Ibarat kata seperti memerintah kepada anjing, AS ingin Iran berguling dan ‘berubah’ menjadi baik dan tidak boleh melakukan apapun yang membuat marah Israel.
Versi singkatnya AS menginginkan penyerahan total yang mengarah pada perubahan rezim di masa depan.
Pyongyang jitu ketika membeberkan neocon lawas John Bolton menyabot kesepakatan damai.
Di era 2005-2006, Bolton adalah utusan Bush di PBB yang sukses membangun tradisi anti-Muslim, pro-Israel dan anti-Rusia. Kebijakan yang hari ini dilanjutkan secara persis oleh perwakilan AS di PBB AS, Nikki Haley seorang neocon lain yang bermulut pahit.
Bertahun-tahun setelah negosiasi sengit barulah di awal tahun ini Washington dan Pyongyang nyaris mendekati kesepakatan terkait program nuklir Korea.
Di tengah keberhasilan itu, Bolton masuk dan berhasil menyabotase kesepakatan mengapa?
Tentu saja, karena Bolton adalah fanatik pro-Israel dan takut suatu saat Pyongyang bakal menyediakan teknologi nuklir bagi musuh-musuh Israel. Ini jelas tabiat neocon, kepentingan Israel yang pertama sebelum kepentingan AS sendiri.
Pekan lalu di depan TV AS, Bolton berkomentar soal perdamaian di Semenanjung Korea ia menyarankan Pyongyang mengikuti cara Libya menangani nuklir.
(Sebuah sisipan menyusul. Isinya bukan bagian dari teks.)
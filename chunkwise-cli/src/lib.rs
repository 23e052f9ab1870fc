//! chunkwise CLI library
//!
//! Command implementations, transcript loading and output formatting for the
//! `chunkwise` binary.

pub mod commands;
pub mod error;
pub mod input;
pub mod output;
pub mod progress;

pub use error::{CliError, CliResult};
//! Error handling for the CLI application

use std::fmt;

/// CLI-specific failures, reported through `anyhow`
#[derive(Debug)]
pub enum CliError {
    /// Input file not found or inaccessible
    FileNotFound(String),
    /// Input is not a transcript document
    InvalidTranscript { path: String, reason: String },
    /// Configuration failed to load or validate
    ConfigError(String),
    /// Chunk verification failed in strict mode
    VerificationFailed(Vec<String>),
}

impl fmt::Display for CliError {
    fn fmt(&self, f: &mut fmt::Formatter<'_>) -> fmt::Result {
        match self {
            CliError::FileNotFound(path) => write!(f, "File not found: {path}"),
            CliError::InvalidTranscript { path, reason } => {
                write!(f, "Invalid transcript {path}: {reason}")
            }
            CliError::ConfigError(msg) => write!(f, "Configuration error: {msg}"),
            CliError::VerificationFailed(checks) => {
                write!(f, "Verification failed: {}", checks.join(", "))
            }
        }
    }
}

impl std::error::Error for CliError {}

/// Result type alias for CLI operations
pub type CliResult<T> = Result<T, anyhow::Error>;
Penguasa Libya saat itu, Muammar Gaddafi membeli teknologi dan peralatan nuklir dari Pakistan namun segera menyerahkannya ke AS sebagai bentuk kerjasama.
Serah terima itu dilakukan dengan banyak gembar-gembor, hingga akhirnya AS, Prancis dan Inggris menyerang Libya sekaligus menggulingkan Gaddafi. Pemimpin Libya yang malang itu akhirnya dibunuh oleh agen-agen Prancis.
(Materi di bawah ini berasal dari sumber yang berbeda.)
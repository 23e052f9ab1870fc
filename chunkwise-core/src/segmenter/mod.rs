//! Segmentation strategies
//!
//! Both strategies expose the same capability: turn continuous cleaned text
//! into ordered base chunk texts, or report that they cannot. The pipeline
//! tries [`TextTiler`] first and substitutes [`FallbackChunker`] whenever the
//! tiler reports [`Segmentation::Unavailable`].

mod fallback;
mod tiling;

pub use fallback::FallbackChunker;
pub use tiling::{structure_blocks, TextTiler, BLOCK_BREAK, MIN_DEPTH};

use std::fmt;

/// Why a segmenter could not produce chunks
#[derive(Debug, Clone, PartialEq, Eq)]
pub enum UnavailableReason {
    /// Not enough sentences for two full comparison windows
    TooFewSentences {
        /// Sentences found in the text
        sentences: usize,
        /// Sentences needed (`2w`)
        required: usize,
    },
    /// Parameters that cannot drive a comparison (e.g. `w == 0`)
    InvalidParameters(String),
    /// Similarity scoring produced nothing usable
    DegenerateScores(String),
}

impl fmt::Display for UnavailableReason {
    fn fmt(&self, f: &mut fmt::Formatter<'_>) -> fmt::Result {
        match self {
            UnavailableReason::TooFewSentences {
                sentences,
                required,
            } => write!(
                f,
                "too few sentences for tiling: {sentences} found, {required} required"
            ),
            UnavailableReason::InvalidParameters(msg) => write!(f, "invalid parameters: {msg}"),
            UnavailableReason::DegenerateScores(msg) => write!(f, "degenerate scores: {msg}"),
        }
    }
}

/// Outcome of a segmentation attempt
#[derive(Debug, Clone, PartialEq, Eq)]
pub enum Segmentation {
    /// Ordered, non-empty chunk texts
    Segmented(Vec<String>),
    /// The strategy could not segment this text
    Unavailable(UnavailableReason),
}

impl Segmentation {
    /// The chunks, if segmentation succeeded
    pub fn chunks(self) -> Option<Vec<String>> {
        match self {
            Segmentation::Segmented(chunks) => Some(chunks),
            Segmentation::Unavailable(_) => None,
        }
    }

    /// True when the strategy reported unavailable
    pub fn is_unavailable(&self) -> bool {
        matches!(self, Segmentation::Unavailable(_))
    }
}

/// Capability shared by every segmentation strategy
pub trait Segmenter: Send + Sync {
    /// Split `text` into ordered base chunks
    fn segment(&self, text: &str) -> Segmentation;

    /// Strategy name for logging
    fn name(&self) -> &'static str;
}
Tentu saja Kim Jong un tersinggung dengan saran itu.
Apakah itu yang memang diinginkan Bolton untuk Korea Utara? Apakah Trump terlibat dalam intrik ini? Itu lebih sulit lagi untuk dijelaskan.
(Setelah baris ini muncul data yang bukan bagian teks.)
//! Timestamp reconciliation
//!
//! Chunk text comes from the cleaned transcript while timestamps live on the
//! raw segment timeline, so alignment is approximate. The raw segments are
//! lowercased and joined into one searchable string, and each chunk is
//! anchored by a literal search for its first `tolerance` characters. A
//! chunk that cannot be found gets the whole transcript span instead.

use crate::config::{defaults, ReconcileMode, TimestampConfig};
use crate::types::{TimeSpan, TimedSegment};

/// Searchable view over a segment timeline
///
/// Segment `i` owns the byte range `bounds[i]..bounds[i + 1]` of `text`,
/// which includes the joining space after it.
#[derive(Debug)]
pub struct Timeline<'a> {
    segments: &'a [TimedSegment],
    text: String,
    bounds: Vec<usize>,
}

impl<'a> Timeline<'a> {
    pub fn new(segments: &'a [TimedSegment]) -> Self {
        let mut text = String::new();
        let mut bounds = Vec::with_capacity(segments.len() + 1);

        for (i, segment) in segments.iter().enumerate() {
            if i > 0 {
                text.push(' ');
            }
            bounds.push(text.len());
            text.push_str(&segment.text.to_lowercase());
        }
        bounds.push(text.len() + 1);

        Self {
            segments,
            text,
            bounds,
        }
    }

    pub fn is_empty(&self) -> bool {
        self.segments.is_empty()
    }

    /// The lowercased, joined timeline text
    pub fn text(&self) -> &str {
        &self.text
    }

    /// Byte offset of the first occurrence of `needle` at or after `from`
    pub fn find(&self, needle: &str, from: usize) -> Option<usize> {
        self.text
            .get(from..)
            .and_then(|rest| rest.find(needle))
            .map(|pos| pos + from)
    }

    /// Span of the whole recording
    pub fn full_span(&self) -> TimeSpan {
        match (self.segments.first(), self.segments.last()) {
            (Some(first), Some(last)) => TimeSpan::coarse(first.start, last.end()),
            _ => TimeSpan::coarse(0.0, 0.0),
        }
    }

    /// Index of the segment owning byte `offset`
    fn segment_at(&self, offset: usize) -> usize {
        self.bounds
            .partition_point(|&b| b <= offset)
            .saturating_sub(1)
            .min(self.segments.len().saturating_sub(1))
    }

    /// Span from the segment owning `start` to the one owning `end`
    ///
    /// The end segment is searched from the start segment onward, and an end
    /// past the timeline takes the last segment's end.
    fn span_between(&self, start: usize, end: usize) -> TimeSpan {
        let first = self.segment_at(start);
        let last = (first..self.segments.len())
            .find(|&j| end <= self.bounds[j + 1])
            .unwrap_or(self.segments.len() - 1);

        TimeSpan::matched(self.segments[first].start, self.segments[last].end())
    }

    /// Offset just past the character at `offset`
    fn next_char(&self, offset: usize) -> usize {
        self.text
            .get(offset..)
            .and_then(|rest| rest.chars().next())
            .map_or(offset + 1, |c| offset + c.len_utf8())
    }
}

/// Attributes time ranges to chunk texts
#[derive(Debug, Clone, Copy, PartialEq, Eq)]
pub struct TimestampReconciler {
    tolerance: usize,
    mode: ReconcileMode,
}

impl Default for TimestampReconciler {
    fn default() -> Self {
        Self {
            tolerance: defaults::TOLERANCE,
            mode: ReconcileMode::Leftmost,
        }
    }
}

impl TimestampReconciler {
    pub fn new(config: TimestampConfig) -> Self {
        Self {
            tolerance: config.tolerance,
            mode: config.mode,
        }
    }

    /// Leftmost reconciler with a custom prefix length
    pub fn with_tolerance(tolerance: usize) -> Self {
        Self {
            tolerance,
            ..Self::default()
        }
    }

    pub fn mode(&self) -> ReconcileMode {
        self.mode
    }

    /// Locate one chunk by its leftmost match in the whole timeline
    pub fn locate(&self, chunk: &str, segments: &[TimedSegment]) -> TimeSpan {
        self.locate_from(chunk, &Timeline::new(segments), 0).0
    }

    /// Locate every chunk, in order
    ///
    /// In [`ReconcileMode::Monotonic`] a chunk is first searched where it
    /// should sit after the previous match: the previous match start plus
    /// the previous chunk length, minus the text both chunks share. Failing
    /// that, the search starts just past the previous match start, and
    /// finally falls back to a leftmost search.
    pub fn reconcile<S: AsRef<str>>(
        &self,
        chunks: &[S],
        segments: &[TimedSegment],
    ) -> Vec<TimeSpan> {
        let timeline = Timeline::new(segments);
        let mut previous: Option<(usize, String)> = None;

        chunks
            .iter()
            .enumerate()
            .map(|(i, chunk)| {
                let chunk = chunk.as_ref();
                let (span, matched_at) = match (self.mode, &previous) {
                    (ReconcileMode::Monotonic, Some((start, prev_clean))) => {
                        let clean = chunk.trim().to_lowercase();
                        let expected = start + prev_clean.len() - shared_len(prev_clean, &clean);

                        [expected, timeline.next_char(*start)]
                            .into_iter()
                            .map(|from| self.locate_from(chunk, &timeline, from))
                            .find(|(_, offset)| offset.is_some())
                            .unwrap_or_else(|| self.locate_from(chunk, &timeline, 0))
                    }
                    _ => self.locate_from(chunk, &timeline, 0),
                };

                if let Some(offset) = matched_at {
                    previous = Some((offset, chunk.trim().to_lowercase()));
                }
                if span.is_coarse() {
                    log::debug!("chunk {i} not found in timeline, using coarse span");
                }
                span
            })
            .collect()
    }

    /// Span for `chunk` searching from byte `from`, with the matched offset
    fn locate_from(
        &self,
        chunk: &str,
        timeline: &Timeline<'_>,
        from: usize,
    ) -> (TimeSpan, Option<usize>) {
        let clean = chunk.trim().to_lowercase();
        if timeline.is_empty() || clean.is_empty() {
            return (TimeSpan::coarse(0.0, 0.0), None);
        }

        let needle_end = clean
            .char_indices()
            .nth(self.tolerance)
            .map_or(clean.len(), |(i, _)| i);

        match timeline.find(&clean[..needle_end], from) {
            Some(start) => (timeline.span_between(start, start + clean.len()), Some(start)),
            None => (timeline.full_span(), None),
        }
    }
}

/// Length of the longest word-aligned prefix of `current` that ends `previous`
fn shared_len(previous: &str, current: &str) -> usize {
    current
        .char_indices()
        .filter(|(_, c)| c.is_whitespace())
        .map(|(i, _)| i)
        .chain(std::iter::once(current.len()))
        .take_while(|&k| k <= previous.len())
        .filter(|&k| previous.ends_with(&current[..k]))
        .last()
        .unwrap_or(0)
}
Atau sabotase ini merupakan kerjaan militer AS yang selalu memamerkan pedangnya untuk mencoba melindungi investasinya industry persenjataan yang besar di Asia Utara? Pentagon sejauh ini tak terlalu antusias dengan usul perdamaian apapun menyangkut perjanjian nuklir dengan Korea.
Banyak pengamat menyebut, bakal sulit bagi Kim Jong-un untuk percaya dan menyerahkan program nuklirnya setelah melihat sendiri kebohongan Trump menangani Iran dan Gaddafi.
Berbicara denuklirisasi di Semenanjung Korea, ada pertanyaan mendasar mengapa Pyongyang justru tak menuntut AS menyingkirkan nuklirnya dari pangkalan mereka di Korea Selatan, Okinawa, Guam dan Armada ke- 7?
Mungkin mirip pertaruhan, Pyongyang bahkan belum mulai mengangkat masalah ini. Mereka masih menyimpannya.(TGU)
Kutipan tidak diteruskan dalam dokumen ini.